Chào các bạn! Vì nhiều lý do từ nay Truyen2U chính thức đổi tên là Truyen247.Pro. Mong các bạn tiếp tục ủng hộ truy cập tên miền mới này nhé! Mãi yêu... ♥

38. Far

Yak, tarik nafas ya. Ini pemanasan.

***

Herman menatap Wibowo tidak percaya. Laki-laki dihadapannya ini sangat ambisius dan licik. Lebih pintar dari Adrian Straussman. Dia mengulang pertanyaannya lagi.

"Bilang sekali lagi, apa yang terjadi dengan buku merah saya?"

"Benda itu pernah jatuh ke tangan orang ADS. Dicuri saat anda pergi bersama saya dulu. Dalam penjagaan Aryo."

Matanya menatap buku yang sama dalam genggamannya. Tidak mungkin Aryo ceroboh begitu. Apa Wibowo berbohong padanya? Atau Aryo tidak bercerita? Brengsek. Sejauh apa Arsyad tahu?

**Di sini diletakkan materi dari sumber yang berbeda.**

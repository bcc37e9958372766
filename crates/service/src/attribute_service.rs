//! Product attribute lookups: colors, cap patterns and tie-dye patterns.
//!
//! The three tables share name/slug columns; [`AttributeKind`] picks the
//! table and [`Attribute`] is the common view returned to callers.

use std::{fmt, str::FromStr};

use chrono::Utc;
use sea_orm::{ActiveModelTrait, DatabaseConnection, EntityTrait, QueryOrder, Set};
use serde::{Deserialize, Serialize};
use uuid::Uuid;

use models::{cap_pattern, color, tiedye_pattern, validation};
use sea_orm::prelude::DateTimeWithTimeZone;

use crate::errors::ServiceError;
use crate::serde_ext::double_option;

#[derive(Clone, Copy, Debug, PartialEq, Eq, Serialize, Deserialize)]
#[serde(rename_all = "kebab-case")]
pub enum AttributeKind {
    Colors,
    CapPatterns,
    TiedyePatterns,
}

impl AttributeKind {
    pub const ALL: [AttributeKind; 3] = [Self::Colors, Self::CapPatterns, Self::TiedyePatterns];

    pub fn as_str(self) -> &'static str {
        match self {
            Self::Colors => "colors",
            Self::CapPatterns => "cap-patterns",
            Self::TiedyePatterns => "tiedye-patterns",
        }
    }

    fn entity_name(self) -> &'static str {
        match self {
            Self::Colors => "color",
            Self::CapPatterns => "cap pattern",
            Self::TiedyePatterns => "tie-dye pattern",
        }
    }
}

impl fmt::Display for AttributeKind {
    fn fmt(&self, f: &mut fmt::Formatter<'_>) -> fmt::Result { f.write_str(self.as_str()) }
}

impl FromStr for AttributeKind {
    type Err = ServiceError;

    fn from_str(s: &str) -> Result<Self, Self::Err> {
        Self::ALL
            .into_iter()
            .find(|k| k.as_str() == s)
            .ok_or_else(|| ServiceError::NotFound(format!("unknown attribute kind '{s}'")))
    }
}

#[derive(Clone, Debug, PartialEq, Serialize, Deserialize)]
pub struct Attribute {
    pub id: Uuid,
    pub kind: AttributeKind,
    pub name: String,
    pub slug: String,
    #[serde(skip_serializing_if = "Option::is_none")]
    pub hex_code: Option<String>,
    #[serde(skip_serializing_if = "Option::is_none")]
    pub description: Option<String>,
    #[serde(skip_serializing_if = "Option::is_none")]
    pub image_url: Option<String>,
    pub created_at: DateTimeWithTimeZone,
}

impl From<color::Model> for Attribute {
    fn from(m: color::Model) -> Self {
        Self {
            id: m.id,
            kind: AttributeKind::Colors,
            name: m.name,
            slug: m.slug,
            hex_code: m.hex_code,
            description: None,
            image_url: None,
            created_at: m.created_at,
        }
    }
}

impl From<cap_pattern::Model> for Attribute {
    fn from(m: cap_pattern::Model) -> Self {
        Self {
            id: m.id,
            kind: AttributeKind::CapPatterns,
            name: m.name,
            slug: m.slug,
            hex_code: None,
            description: m.description,
            image_url: m.image_url,
            created_at: m.created_at,
        }
    }
}

impl From<tiedye_pattern::Model> for Attribute {
    fn from(m: tiedye_pattern::Model) -> Self {
        Self {
            id: m.id,
            kind: AttributeKind::TiedyePatterns,
            name: m.name,
            slug: m.slug,
            hex_code: None,
            description: m.description,
            image_url: m.image_url,
            created_at: m.created_at,
        }
    }
}

#[derive(Clone, Debug, Default, Deserialize)]
pub struct AttributeInput {
    pub name: String,
    #[serde(default)]
    pub slug: Option<String>,
    #[serde(default)]
    pub hex_code: Option<String>,
    #[serde(default)]
    pub description: Option<String>,
    #[serde(default)]
    pub image_url: Option<String>,
}

#[derive(Clone, Debug, Default, Deserialize)]
pub struct AttributePatch {
    #[serde(default)]
    pub name: Option<String>,
    #[serde(default)]
    pub slug: Option<String>,
    #[serde(default, deserialize_with = "double_option")]
    pub hex_code: Option<Option<String>>,
    #[serde(default, deserialize_with = "double_option")]
    pub description: Option<Option<String>>,
    #[serde(default, deserialize_with = "double_option")]
    pub image_url: Option<Option<String>>,
}

fn validate_name(name: &str) -> Result<String, ServiceError> {
    Ok(validation::required_text("name", name, 128)?)
}

fn validate_hex(hex: Option<&str>) -> Result<Option<String>, ServiceError> {
    match validation::optional_text(hex) {
        Some(h) => Ok(Some(color::validate_hex_code(&h)?)),
        None => Ok(None),
    }
}

/// Colors carry a hex code; patterns carry description and image.
fn check_fields(kind: AttributeKind, hex: bool, pattern_fields: bool) -> Result<(), ServiceError> {
    match kind {
        AttributeKind::Colors if pattern_fields => {
            Err(ServiceError::Validation("colors take no description or image_url".into()))
        }
        AttributeKind::CapPatterns | AttributeKind::TiedyePatterns if hex => {
            Err(ServiceError::Validation(format!("{kind} take no hex_code")))
        }
        _ => Ok(()),
    }
}

pub async fn list_attributes(db: &DatabaseConnection, kind: AttributeKind) -> Result<Vec<Attribute>, ServiceError> {
    let items: Vec<Attribute> = match kind {
        AttributeKind::Colors => color::Entity::find()
            .order_by_asc(color::Column::Name)
            .all(db)
            .await?
            .into_iter()
            .map(Attribute::from)
            .collect(),
        AttributeKind::CapPatterns => cap_pattern::Entity::find()
            .order_by_asc(cap_pattern::Column::Name)
            .all(db)
            .await?
            .into_iter()
            .map(Attribute::from)
            .collect(),
        AttributeKind::TiedyePatterns => tiedye_pattern::Entity::find()
            .order_by_asc(tiedye_pattern::Column::Name)
            .all(db)
            .await?
            .into_iter()
            .map(Attribute::from)
            .collect(),
    };
    Ok(items)
}

pub async fn get_attribute(db: &DatabaseConnection, kind: AttributeKind, id: Uuid) -> Result<Attribute, ServiceError> {
    let found = match kind {
        AttributeKind::Colors => color::Entity::find_by_id(id).one(db).await?.map(Attribute::from),
        AttributeKind::CapPatterns => cap_pattern::Entity::find_by_id(id).one(db).await?.map(Attribute::from),
        AttributeKind::TiedyePatterns => tiedye_pattern::Entity::find_by_id(id).one(db).await?.map(Attribute::from),
    };
    found.ok_or_else(|| ServiceError::not_found(kind.entity_name()))
}

/// Resolve a storefront slug to an id; `None` when nothing matches.
pub async fn find_attribute_by_slug(
    db: &DatabaseConnection,
    kind: AttributeKind,
    slug: &str,
) -> Result<Option<Attribute>, ServiceError> {
    Ok(list_attributes(db, kind).await?.into_iter().find(|a| a.slug == slug))
}

pub async fn create_attribute(
    db: &DatabaseConnection,
    kind: AttributeKind,
    input: AttributeInput,
) -> Result<Attribute, ServiceError> {
    let has_pattern_fields = validation::optional_text(input.description.as_deref()).is_some()
        || validation::optional_text(input.image_url.as_deref()).is_some();
    check_fields(kind, validation::optional_text(input.hex_code.as_deref()).is_some(), has_pattern_fields)?;

    let name = validate_name(&input.name)?;
    let slug = validation::resolve_slug(input.slug.as_deref(), &name)?;
    let now: DateTimeWithTimeZone = Utc::now().into();
    let id = Uuid::new_v4();
    let description = validation::optional_text(input.description.as_deref());
    let image_url = validation::optional_url("image_url", input.image_url.as_deref())?;

    let created: Attribute = match kind {
        AttributeKind::Colors => color::ActiveModel {
            id: Set(id),
            name: Set(name),
            slug: Set(slug),
            hex_code: Set(validate_hex(input.hex_code.as_deref())?),
            created_at: Set(now),
        }
        .insert(db)
        .await?
        .into(),
        AttributeKind::CapPatterns => cap_pattern::ActiveModel {
            id: Set(id),
            name: Set(name),
            slug: Set(slug),
            description: Set(description),
            image_url: Set(image_url),
            created_at: Set(now),
        }
        .insert(db)
        .await?
        .into(),
        AttributeKind::TiedyePatterns => tiedye_pattern::ActiveModel {
            id: Set(id),
            name: Set(name),
            slug: Set(slug),
            description: Set(description),
            image_url: Set(image_url),
            created_at: Set(now),
        }
        .insert(db)
        .await?
        .into(),
    };
    Ok(created)
}

pub async fn update_attribute(
    db: &DatabaseConnection,
    kind: AttributeKind,
    id: Uuid,
    patch: AttributePatch,
) -> Result<Attribute, ServiceError> {
    let hex_given = matches!(&patch.hex_code, Some(Some(h)) if !h.trim().is_empty());
    let pattern_given = matches!(&patch.description, Some(Some(d)) if !d.trim().is_empty())
        || matches!(&patch.image_url, Some(Some(u)) if !u.trim().is_empty());
    check_fields(kind, hex_given, pattern_given)?;

    let name = patch.name.as_deref().map(validate_name).transpose()?;
    let slug = patch
        .slug
        .as_deref()
        .map(|s| validation::resolve_slug(Some(s), ""))
        .transpose()?;
    let description = patch.description.map(|d| validation::optional_text(d.as_deref()));
    let image_url = patch
        .image_url
        .map(|u| validation::optional_url("image_url", u.as_deref()))
        .transpose()?;

    let updated: Attribute = match kind {
        AttributeKind::Colors => {
            let mut am: color::ActiveModel = color::Entity::find_by_id(id)
                .one(db)
                .await?
                .ok_or_else(|| ServiceError::not_found(kind.entity_name()))?
                .into();
            if let Some(v) = name { am.name = Set(v); }
            if let Some(v) = slug { am.slug = Set(v); }
            if let Some(hex) = patch.hex_code {
                am.hex_code = Set(validate_hex(hex.as_deref())?);
            }
            am.update(db).await?.into()
        }
        AttributeKind::CapPatterns => {
            let mut am: cap_pattern::ActiveModel = cap_pattern::Entity::find_by_id(id)
                .one(db)
                .await?
                .ok_or_else(|| ServiceError::not_found(kind.entity_name()))?
                .into();
            if let Some(v) = name { am.name = Set(v); }
            if let Some(v) = slug { am.slug = Set(v); }
            if let Some(v) = description { am.description = Set(v); }
            if let Some(v) = image_url { am.image_url = Set(v); }
            am.update(db).await?.into()
        }
        AttributeKind::TiedyePatterns => {
            let mut am: tiedye_pattern::ActiveModel = tiedye_pattern::Entity::find_by_id(id)
                .one(db)
                .await?
                .ok_or_else(|| ServiceError::not_found(kind.entity_name()))?
                .into();
            if let Some(v) = name { am.name = Set(v); }
            if let Some(v) = slug { am.slug = Set(v); }
            if let Some(v) = description { am.description = Set(v); }
            if let Some(v) = image_url { am.image_url = Set(v); }
            am.update(db).await?.into()
        }
    };
    Ok(updated)
}

/// Products referencing the attribute keep existing with the reference cleared.
pub async fn delete_attribute(db: &DatabaseConnection, kind: AttributeKind, id: Uuid) -> Result<(), ServiceError> {
    let res = match kind {
        AttributeKind::Colors => color::Entity::delete_by_id(id).exec(db).await?,
        AttributeKind::CapPatterns => cap_pattern::Entity::delete_by_id(id).exec(db).await?,
        AttributeKind::TiedyePatterns => tiedye_pattern::Entity::delete_by_id(id).exec(db).await?,
    };
    if res.rows_affected == 0 {
        return Err(ServiceError::not_found(kind.entity_name()));
    }
    Ok(())
}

"Jadi kamu bilang buku ini palsu? Tidak mungkin!!" Dia menggebrak meja.

"Saya tidak bilang itu palsu. Hanya buku itu pernah dicuri."

"Apa buku ini pernah meninggalkan gedung saya?"

"Catatan CCTV hanya merekam ketika buku itu dibawa lari ke atap gedung oleh orang ADS. Tapi sayangnya di atap tidak ada CCTV terpasang. Jadi saya tidak tahu. Anda bisa cek faktanya."

"Saya pergi tidak lama, dan ketika saya kembali buku itu ada. Bisa jadi Aryo berhasil merebut buku itu di atap kan? Selidiki!!"

Jantungnya berpacu. Ini tidak baik, sangat tidak baik. Semua nama dan peristiwa juga pencatatan dana ada di sana. Aryo Kusuma akan menjaga rahasia itu dengan nyawanya. Kenapa Aryo bisa ceroboh sekali. Tapi Arsyad belum melakukan apapun yang mencurigakan. Mungkin usaha Arsyad digagalkan Aryo dulu.

"Baik, saya akan selidiki. Saya akan cari Aryo."

Ya, dia sudah dengar kabarnya. Villa persembunyian Aryo diserang. Beberapa orangnya ditangkap oleh orang-orang ADS. Aryo berhasil melarikan diri, Doni entah dimana.

"Ini kacau, kacau, Wo!!!"

"Tenang, tidak semuanya kabar buruk, Pak. Negosiasi anda dengan Yudo Yuwono berhasil. Sebentar lagi anda akan menjabat."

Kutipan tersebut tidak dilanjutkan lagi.